I'm trying to write a script that needs to adapt it's workflow behavior depending on whether a particular browser object found by CSS selector exists or does not exist.
I do not want to use a document.getElementByID method as this is not technically a CSS selector, and our entire enterprise is standardized on CSS selector so anything that walks the DOM other then a CSS selector won't make it past our code review process anyway.
var thing = await things.thingSelector(thingName);
if (await t.expect(thing.exists).notOk()) {
await t.click(things.OpenThing(thingName));
} else {
return false;
}
return true;
Where thingSelector is:
const thingSelector = name =>
Selector('p.thing-header-title span')
.withText(name)
.parent('div.thing');
Where OpenThing is:
const OpenThing = name =>
thingSelector(name)
.find('a.thing-footer-item')
.withText('Open');
I need to be able to continue execution if the object is not there and I'm checking that it exists, or if the object is there and I'm checking that it does not exist, and also the cases where the object is not there and it does not exist and the object is not there and I'm checking that it does not exist.

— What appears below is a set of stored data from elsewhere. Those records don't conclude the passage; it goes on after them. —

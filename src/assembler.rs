use nalgebra::DMatrix;
use rayon::prelude::*;

use crate::linalg::nugget_at;
use crate::params::CovarianceParams;
use crate::points::RescaledPoints;

/// `256 * ε_machine`, the tiny on-diagonal regulariser from §4.4. A power
/// of 2 times machine epsilon so that repeated rows plus nugget still
/// factor cleanly under doubling retries.
pub const TINY_NUGGET: f64 = 256.0 * f64::EPSILON;

/// Fills the `n × n` symmetric correlation matrix for a single point set,
/// with `Mᵢᵢ = 1 + delta_multiplier·TINY_NUGGET + nuggetᵢ/σ²` and
/// `Mᵢⱼ = kernel(Pᵢ,Pⱼ)` off-diagonal. `delta_multiplier` is `1.0` normally
/// and doubled by the Cholesky retry loop on non-positive-definite failure.
pub fn fill_corr_matrix(
    points: &RescaledPoints,
    nugget: &[f64],
    params: &CovarianceParams,
    delta_multiplier: f64,
) -> DMatrix<f64> {
    let n = points.n();
    let mut m = DMatrix::<f64>::zeros(n, n);
    let delta = TINY_NUGGET * delta_multiplier;

    for i in 0..n {
        for j in i..n {
            let value = if i == j {
                1.0 + delta + nugget_at(nugget, i) * params.inv_variance()
            } else {
                params.correlation(points.point(i), points.point(j))
            };
            m[(i, j)] = value;
            if i != j {
                m[(j, i)] = value;
            }
        }
    }

    m
}

/// Fills the `|A| × |B|` cross-correlation matrix between two point sets.
/// No diagonal regularisation — used for design/query cross terms, where
/// no entry is a self-covariance.
pub fn fill_cross_correlations(a: &RescaledPoints, b: &RescaledPoints, params: &CovarianceParams) -> DMatrix<f64> {
    let (na, nb) = (a.n(), b.n());
    let mut m = DMatrix::<f64>::zeros(na, nb);

    m.as_mut_slice()
        .par_chunks_exact_mut(na)
        .enumerate()
        .for_each(|(bj, col)| {
            let b_point = b.point(bj);
            for (ai, slot) in col.iter_mut().enumerate() {
                *slot = params.correlation(a.point(ai), b_point);
            }
        });

    m
}
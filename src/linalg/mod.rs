//! Thin façade over the dense-linear-algebra backend (`nalgebra`) and the
//! parallel primitives (`rayon`) the rest of the core is built on.

mod cholesky;
mod matmul;
mod nugget;
mod solve;
pub mod util;

pub use cholesky::{cholesky_with_retry, MAX_NUGGET_RETRIES};
pub use matmul::{par_matmul, par_tr_matmul, par_tr_matmul_diag, par_tr_matmul_vec};
pub use nugget::nugget_at;
pub use solve::{par_solve_lower_triangular_unchecked, par_solve_lower_triangular_unchecked_mut};
pub use util::par_add_diagonal_mut_unchecked;
use nalgebra::DMatrix;
use rayon::prelude::*;

use crate::assembler::fill_cross_correlations;
use crate::linalg::{par_matmul, par_tr_matmul};
use crate::params::CovarianceParams;
use crate::submodel::{Submodel, SubmodelQueries};

/// The `N × N` submodel cross-covariance Gram matrix for a single query
/// point (§4.7's `K_M(q)`), plus — only when a caller needs the joint
/// prediction covariance across different query points — the off-diagonal
/// `q × q` Gram blocks per subgroup pair.
pub struct CrossCovariance {
    /// `tiles[q]` is the symmetric `N × N` matrix of `Cov(Mᵢ(q), Mⱼ(q))`.
    pub tiles: Vec<DMatrix<f64>>,
    /// Present only when joint covariance was requested: `pair_grams[(i,j)]`
    /// (upper triangle, `i <= j`) is the `q × q` matrix whose `(q,q')` entry
    /// is `Cov(Mᵢ(q), Mⱼ(q'))`, reused directly as the diagonal blocks of
    /// §4.8 step 6's joint-covariance assembly.
    pub pair_grams: Option<Vec<((usize, usize), DMatrix<f64>)>>,
}

/// Computes the pairwise cross-covariance tiles for every ordered pair of
/// subgroups (upper triangle only, by symmetry) and every query point.
///
/// Parallelises across the subgroup-pair set: each pair's contribution is
/// independent of every other pair's, so the whole pair list maps onto
/// rayon's work-stealing pool and results are assembled into the output
/// tensor afterwards, which keeps every write targeting a unique cell
/// without requiring unsafe concurrent aliasing into the shared tiles.
pub fn compute_cross_covariance<S: SubmodelQueries>(
    submodels: &[S],
    params: &CovarianceParams,
    q: usize,
    need_joint_cov: bool,
) -> CrossCovariance {
    let n_groups = submodels.len();
    let sigma2 = params.variance();

    let mut pairs = Vec::with_capacity(n_groups * (n_groups + 1) / 2);
    for i in 0..n_groups {
        for j in i..n_groups {
            pairs.push((i, j));
        }
    }

    // Per-pair: compute the full q x q Gram sigma2 * lambda_i^T * C(Gi,Gj) * lambda_j.
    // Its diagonal (q == q') reproduces §4.7's Cov(Mi(q), Mj(q)); the full
    // matrix additionally serves §4.8's joint covariance without a second pass.
    let grams: Vec<((usize, usize), DMatrix<f64>)> = pairs
        .into_par_iter()
        .map(|(i, j)| {
            let gram = if i == j && !need_joint_cov {
                // Only the diagonal (q == q') is ever read: the cheap
                // identity from §4.7 avoids the O(nᵢ²q) matmul entirely.
                DMatrix::from_diagonal(&submodels[i].variance().map(|v| sigma2 - v))
            } else if i == j {
                // Joint covariance additionally needs the q != q' entries,
                // which the diagonal-reuse identity does not give; fall
                // back to the general formula and then apply the exact
                // identity on the diagonal.
                let cross = fill_cross_correlations(submodels[i].points(), submodels[i].points(), params);
                let t = par_matmul(&cross, submodels[i].lambda()).unwrap();
                let mut gram = par_tr_matmul(submodels[i].lambda(), &t).unwrap() * sigma2;
                for qi in 0..q {
                    gram[(qi, qi)] = sigma2 - submodels[i].variance()[qi];
                }
                gram
            } else {
                let cross = fill_cross_correlations(submodels[i].points(), submodels[j].points(), params);
                let t = par_matmul(&cross, submodels[j].lambda()).unwrap();
                par_tr_matmul(submodels[i].lambda(), &t).unwrap() * sigma2
            };
            ((i, j), gram)
        })
        .collect();

    let mut tiles = vec![DMatrix::<f64>::zeros(n_groups, n_groups); q];
    for ((i, j), gram) in &grams {
        for qi in 0..q {
            let value = gram[(qi, qi)];
            tiles[qi][(*i, *j)] = value;
            tiles[qi][(*j, *i)] = value;
        }
    }

    CrossCovariance {
        tiles,
        pair_grams: if need_joint_cov { Some(grams) } else { None },
    }
}

/// Per-submodel self cross-covariance Gram, `Cᵢ(q,q') = σ²·factᵢ(q)ᵀfactᵢ(q')`
/// — `Cov(Mᵢ(q), Y*(q'))`, the cross term between submodel `i`'s prediction
/// at one query point and the true response at another. Needed only by the
/// posterior joint covariance (§4.8 step 6); `Cov_pred` above (submodel vs.
/// submodel) is a different quantity and cannot stand in for it.
pub fn compute_submodel_self_cross(submodels: &[Submodel], sigma2: f64) -> Vec<DMatrix<f64>> {
    submodels
        .par_iter()
        .map(|s| par_tr_matmul(&s.fact, &s.fact).expect("fact has one column per query by construction") * sigma2)
        .collect()
}

#[cfg(test)]
mod tests {
    use super::*;
    use crate::kernel::Kernel;
    use crate::partition::Subgroup;
    use crate::points::RescaledPoints;
    use crate::submodel::build_submodel;
    use crate::types::KrigingType;
    use nalgebra::{DMatrix as NaDMatrix, DVector};

    #[test]
    fn diagonal_tile_matches_variance_reuse_identity() {
        let params = CovarianceParams::new(1, Kernel::Exponential, &[1.0], 1.0).unwrap();
        let raw = NaDMatrix::from_row_slice(3, 1, &[0.0, 1.0, 2.0]);
        let points = RescaledPoints::from_raw(&raw, &params, None).unwrap();
        let y = DVector::from_vec(vec![0.1, 0.2, 0.3]);

        let queries_raw = NaDMatrix::from_row_slice(2, 1, &[0.5, 1.5]);
        let queries = RescaledPoints::from_raw(&queries_raw, &params, None).unwrap();

        let (submodel, _) = build_submodel(
            0,
            Subgroup { points, y },
            &queries,
            &params,
            &[],
            KrigingType::Simple,
        )
        .unwrap();

        let variance = submodel.variance.clone();
        let cc = compute_cross_covariance(&[submodel], &params, 2, false);
        for qi in 0..2 {
            let expected = params.variance() - variance[qi];
            assert!((cc.tiles[qi][(0, 0)] - expected).abs() < 1e-12);
        }
    }

    #[test]
    fn joint_cov_diagonal_matches_tile_diagonal() {
        let params = CovarianceParams::new(1, Kernel::Exponential, &[1.0], 1.0).unwrap();
        let raw = NaDMatrix::from_row_slice(3, 1, &[0.0, 1.0, 2.0]);
        let points = RescaledPoints::from_raw(&raw, &params, None).unwrap();
        let y = DVector::from_vec(vec![0.1, 0.2, 0.3]);

        let queries_raw = NaDMatrix::from_row_slice(2, 1, &[0.5, 1.5]);
        let queries = RescaledPoints::from_raw(&queries_raw, &params, None).unwrap();

        let (submodel, _) = build_submodel(
            0,
            Subgroup { points, y },
            &queries,
            &params,
            &[],
            KrigingType::Simple,
        )
        .unwrap();

        let cc = compute_cross_covariance(&[submodel], &params, 2, true);
        let grams = cc.pair_grams.as_ref().unwrap();
        let (_, gram) = &grams[0];
        for qi in 0..2 {
            assert!((gram[(qi, qi)] - cc.tiles[qi][(0, 0)]).abs() < 1e-12);
        }
    }
}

In all cases I still need to proceed with the workflow.
I've tried both sides of the logic coin:
if (!await t.expect(thing.exists).ok())
And
if (await t.expect(thing.exists).notOk())
If one of the above doesn't fail in one scenario it will fail in the other, and the other one will fail in the scenario that the first one didn't fail. I need something that will give me the logic, but not ever fail the script execution and still allow me to return either True or False depending on if the object is present or not present.
Thank you in advance for helping me to solve this problem, and also to learn and grow in my Javascript skills!